Sen. Matt Huffman, R-Lima, 12th District, introduced the Ohio Public School Deregulation Act as superintendents from across the state were in attendance in Columbus. Senate Bill 216, if approved, would reduce the number of mandates and regulations which public schools are required to follow.
“All too often what sounds like a good idea in Columbus translates instead to burdensome paperwork and tedious tasks that distract teachers and superintendents from their primary role in our schools — educating students,” said Huffman.
The bill will reduce 100 of the mandates which includes education topics and standards including teacher licensure and aide permits, Ohio teacher evaluation systems, state testing and student assessment, student management and safety, state testing and preschool operating standards. All of the items under discussion are included in either the Ohio Revised Code or agency rules.
“These issues take up an absurd amount of teacher and administrator time and labor, which could be used more appropriately to deliver quality education to Ohio’s children,” Huffman said.
Huffman said the collaborative effort with the superintendents began in the spring after he was elected to the senate.
“When I was in the House (of Representatives), the one common statement I heard during my eight years was the extra costs of the variety of mandates required by the state,” said Huffman. “This spring, I invited all the superintendents in the 12th District to a meeting.”
The effort, he said, was spearheaded by Waynesfield-Goshen Superintendent Chris Pfister. The group met in Minster and within the 2-3 hour meeting had a preliminary outline of mandates which concerned the superintendents.
“I’m not the ship captain at a school,” said Huffman. “Officials like to create a list of things which cost money but they don’t improve the academic program.”
In addition to Pfister, Brenda Boeke, Minster Local Schools superintendent, Jason Wood, Coldwater superintendent, and Julie Garke, St. Henry superintendent, lead the way to gather the information from the other superintendents.
“They all worked together and sent emails out to the larger group (of superintendents),” said Huffman.
The goal, he said, was to eliminate the outdated mandates and to let the superintendents do the job they were hired to do.
“At some point, we have to let the managers manage,” said Huffman. “Some of the rules and requirements were passed because someone thought it was a cool idea. They never take into account how they (superintendents) were going to make it happen.”
Huffman said he asked the superintendents what they wanted to see changed. The bill was given to the Buckeye Association of School Administrators, who presented to 300 superintendents last week.
“Public school districts in Ohio have found themselves on the receiving end of unfunded mandates and state regulations that are often written to fit a need in one particular area of the state but may not be relevant to our area,” said Boeke. “SB 216 provides relief from some of these mandates/regulations while giving back control to our local school boards of education. Under this legislation, local school boards will be responsible for improvement plans if the third grade reading guarantee is not met.

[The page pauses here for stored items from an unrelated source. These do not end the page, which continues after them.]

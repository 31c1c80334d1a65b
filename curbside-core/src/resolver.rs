//! Street + house number to collection route.

use std::fmt;

use serde::{Deserialize, Serialize};
use tracing::{debug, warn};

use crate::model::{Database, RouteEntry};
use crate::normalize::{StreetNormalizer, normalize_street_name};

#[derive(Debug, Clone, Copy, PartialEq, Eq, Serialize, Deserialize)]
/// Knobs for the "did you mean" suggestions.
pub struct ResolverSettings {
    /// Maximum number of suggestions returned.
    pub suggestion_limit: usize,
    /// Minimum similarity on a 0-100 scale.
    pub fuzzy_threshold: u8,
}

impl Default for ResolverSettings {
    fn default() -> Self {
        Self {
            suggestion_limit: 10,
            fuzzy_threshold: 85,
        }
    }
}

#[derive(Debug, Clone, Copy, PartialEq, Eq, Hash, Serialize, Deserialize)]
#[serde(rename_all = "snake_case")]
/// Why a street could not be resolved.
pub enum ResolveErrorKind {
    /// Street text normalizes to nothing.
    InvalidInput,
    /// No route exists for the street.
    NotFound,
    /// Street is split by house number and none was given.
    AmbiguousRequiresNumber,
    /// The given house number fits no part of the street.
    NoMatch,
}

impl fmt::Display for ResolveErrorKind {
    fn fmt(&self, formatter: &mut fmt::Formatter<'_>) -> fmt::Result {
        let label = match self {
            ResolveErrorKind::InvalidInput => "invalid input",
            ResolveErrorKind::NotFound => "not found",
            ResolveErrorKind::AmbiguousRequiresNumber => "requires number",
            ResolveErrorKind::NoMatch => "no match",
        };
        write!(formatter, "{label}")
    }
}

#[derive(thiserror::Error, Debug, Clone, PartialEq, Eq, Serialize, Deserialize)]
#[error("{message}")]
/// Structured resolution failure.
pub struct ResolveError {
    /// Failure category.
    pub kind: ResolveErrorKind,
    /// Human-readable message.
    pub message: String,
    /// Similar street names, best first. Only filled for [`ResolveErrorKind::NotFound`].
    pub suggestions: Vec<String>,
}

impl ResolveError {
    fn new(kind: ResolveErrorKind, message: &str) -> Self {
        Self {
            kind,
            message: message.to_owned(),
            suggestions: Vec::new(),
        }
    }

    /// Whether supplying a house number could resolve the street.
    #[must_use]
    pub fn requires_number(&self) -> bool {
        self.kind == ResolveErrorKind::AmbiguousRequiresNumber
    }
}

/// Resolve with the default normalizer tables.
///
/// # Errors
///
/// Returns a [`ResolveError`] describing why no single route applies.
pub fn resolve<'db>(
    db: &'db Database,
    street: &str,
    number: Option<u32>,
    settings: ResolverSettings,
) -> Result<&'db RouteEntry, ResolveError> {
    let canonical = normalize_street_name(street);
    resolve_key(db, street, &canonical, number, settings)
}

/// Resolve using a town-specific normalizer.
///
/// The normalizer must be the one the database was built with.
///
/// # Errors
///
/// Returns a [`ResolveError`] describing why no single route applies.
pub fn resolve_with<'db>(
    normalizer: &StreetNormalizer,
    db: &'db Database,
    street: &str,
    number: Option<u32>,
    settings: ResolverSettings,
) -> Result<&'db RouteEntry, ResolveError> {
    let canonical = normalizer.normalize(street);
    resolve_key(db, street, &canonical, number, settings)
}

fn resolve_key<'db>(
    db: &'db Database,
    street: &str,
    normalized: &str,
    number: Option<u32>,
    settings: ResolverSettings,
) -> Result<&'db RouteEntry, ResolveError> {
    if normalized.is_empty() {
        return Err(ResolveError::new(
            ResolveErrorKind::InvalidInput,
            "Invalid street",
        ));
    }

    // One hop only: an alias pointing at another alias is not followed.
    let canonical = db
        .aliases
        .get(normalized)
        .map_or(normalized, String::as_str);

    let candidates = candidates(db, canonical);
    if candidates.is_empty() {
        let mut error = ResolveError::new(ResolveErrorKind::NotFound, "Street not found");
        error.suggestions = suggest_streets(
            street,
            &db.display_streets(),
            settings.suggestion_limit,
            settings.fuzzy_threshold,
        );
        debug!(street, canonical, suggestions = error.suggestions.len(), "street not found");
        return Err(error);
    }

    if let Some(route) = candidates
        .iter()
        .copied()
        .find(|route| route.matches_number(number))
    {
        debug!(street, canonical, ?number, "route resolved");
        return Ok(route);
    }

    if number.is_none() {
        // Only reachable when some candidate has constraints; unconstrained ones match above.
        return Err(ResolveError::new(
            ResolveErrorKind::AmbiguousRequiresNumber,
            "Street requires a house number for disambiguation",
        ));
    }

    Err(ResolveError::new(
        ResolveErrorKind::NoMatch,
        "No matching route for house number",
    ))
}

/// Routes whose canonical street equals `canonical`, in database order.
fn candidates<'db>(db: &'db Database, canonical: &str) -> Vec<&'db RouteEntry> {
    if let Some(positions) = db
        .street_index
        .as_ref()
        .and_then(|index| index.get(canonical))
    {
        return positions
            .iter()
            .filter_map(|&position| {
                let route = db.routes.get(position);
                if route.is_none() {
                    warn!(position, canonical, "street index points past the route list");
                }
                route
            })
            .collect();
    }

    db.routes
        .iter()
        .filter(|route| route.street_normalized == canonical)
        .collect()
}

/// Rank `streets` by similarity to `query`, keeping at most `limit` scoring at least `threshold`.
///
/// Scores are Jaro-Winkler similarity scaled to 0-100. Equal scores keep the order of `streets`.
#[must_use]
pub fn suggest_streets(query: &str, streets: &[&str], limit: usize, threshold: u8) -> Vec<String> {
    let needle = query.trim().to_lowercase();
    if needle.is_empty() || limit == 0 {
        return Vec::new();
    }

    let mut scored: Vec<(f64, &str)> = streets
        .iter()
        .map(|&street| {
            let score = strsim::jaro_winkler(&needle, &street.trim().to_lowercase()) * 100.0;
            (score, street)
        })
        .filter(|&(score, _)| score >= f64::from(threshold))
        .collect();

    // Stable sort keeps input order among ties.
    scored.sort_by(|left, right| right.0.total_cmp(&left.0));

    scored
        .into_iter()
        .take(limit)
        .map(|(_, street)| street.to_owned())
        .collect()
}
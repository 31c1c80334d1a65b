use crossterm::event::{KeyCode, KeyEvent, KeyModifiers};
use curbside_core::RouteQuery;

use crate::app::{App, Screen};

#[derive(Debug, Clone, Copy, PartialEq, Eq)]
pub(crate) enum Action {
    None,
    Quit,
    /// Fetch street count and snapshot stamp for the chosen town
    LoadTownSummary,
    /// Run `service.schedule`(...) for the typed address
    LoadSchedule,
}

pub(crate) fn handle_key_event(key: KeyEvent, app: &mut App) -> Action {
    use KeyCode::{Backspace, Char, Down, Enter, Esc, Left, Tab, Up};

    // Global quit shortcuts
    if key.code == Char('c') && key.modifiers.contains(KeyModifiers::CONTROL) {
        return Action::Quit;
    }
    // 'q' is a letter in street names while typing an address.
    if key.code == Char('q') && key.modifiers.is_empty() && app.screen != Screen::AddressEntry {
        return Action::Quit;
    }

    let mut action = Action::None;

    match app.screen {
        Screen::TownSelect => match key.code {
            Up | Char('k') => {
                app.town_list_index = app.town_list_index.saturating_sub(1);
            }
            Down | Char('j') => {
                if app.town_list_index + 1 < app.towns.len() {
                    app.town_list_index += 1;
                }
            }
            Enter | Char(' ') => {
                if app.select_current_town() {
                    action = Action::LoadTownSummary;
                }
            }
            _ => {}
        },

        Screen::AddressEntry => match key.code {
            Up => {
                app.suggestion_index = app.suggestion_index.saturating_sub(1);
            }
            Down => {
                if app.suggestion_index + 1 < app.suggestions.len() {
                    app.suggestion_index += 1;
                }
            }
            Char(character) => {
                if !key.modifiers.contains(KeyModifiers::CONTROL)
                    && !key.modifiers.contains(KeyModifiers::ALT)
                {
                    app.address_input.push(character);
                }
            }
            Backspace => {
                app.address_input.pop();
            }
            Tab => {
                app.accept_suggestion();
            }
            Enter => {
                action = Action::LoadSchedule;
            }
            Esc => {
                app.screen = Screen::TownSelect;
                app.suggestions.clear();
                app.error_message = None;
            }
            _ => {}
        },

        Screen::ScheduleView => match key.code {
            Left | Esc | Char('b') => {
                app.screen = Screen::AddressEntry;
            }
            _ => {}
        },
    }
    action
}

/// Split free-form address text into street and house number.
///
/// Text after the first comma (town, state, zip) is ignored. A leading number
/// ("65 Boston Road") is the house number; otherwise the whole text is the street, so
/// numbered streets like "Route 110" stay intact. See [`trailing_number_reading`].
pub(crate) fn parse_address_input(input: &str) -> Option<RouteQuery> {
    let primary = input.split(',').next().unwrap_or_default();
    let parts: Vec<&str> = primary.split_whitespace().collect();

    let (number, street_parts) = match parts.as_slice() {
        [] => return None,
        [first, rest @ ..] if !rest.is_empty() => match house_number(first) {
            Some(number) => (Some(number), rest),
            None => (None, parts.as_slice()),
        },
        all => (None, all),
    };
    Some(RouteQuery::new(street_parts.join(" "), number))
}

/// Second reading of a number-less query with the last word as house number
/// ("Boston Rd 65"). Only worth trying when the whole text is not a known street.
pub(crate) fn trailing_number_reading(query: &RouteQuery) -> Option<RouteQuery> {
    if query.number.is_some() {
        return None;
    }
    let parts: Vec<&str> = query.street.split_whitespace().collect();
    match parts.as_slice() {
        [rest @ .., last] if !rest.is_empty() => {
            house_number(last).map(|number| RouteQuery::new(rest.join(" "), Some(number)))
        }
        _ => None,
    }
}

/// House number typed anywhere in the input, leading or trailing.
pub(crate) fn typed_house_number(input: &str) -> Option<u32> {
    let query = parse_address_input(input)?;
    query
        .number
        .or_else(|| trailing_number_reading(&query).and_then(|reading| reading.number))
}

/// Plain digits that fit a `u32`.
fn house_number(token: &str) -> Option<u32> {
    if token.chars().all(|ch| ch.is_ascii_digit()) {
        token.parse().ok()
    } else {
        None
    }
}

“Local school boards, under the guidance of the superintendent, will be permitted to waive licensure requirements for teachers already holding a license for assignments appropriate for that teacher’s experience. Local school boards will address any determined need in the areas of compliance toward student safety measures. Additional requirements of this bill, like the item analysis referencing standards for all tested areas, will assist the local school district in determining instructional strengths and weaknesses,” she said.
“I believe this legislation is a first step in returning local control of public education to our communities and their elected officials and appreciate Senator Huffman’s willingness to sponsor it,” Boeke concluded.
Huffman said one of the items in the bill deals with excused and unexcused absences.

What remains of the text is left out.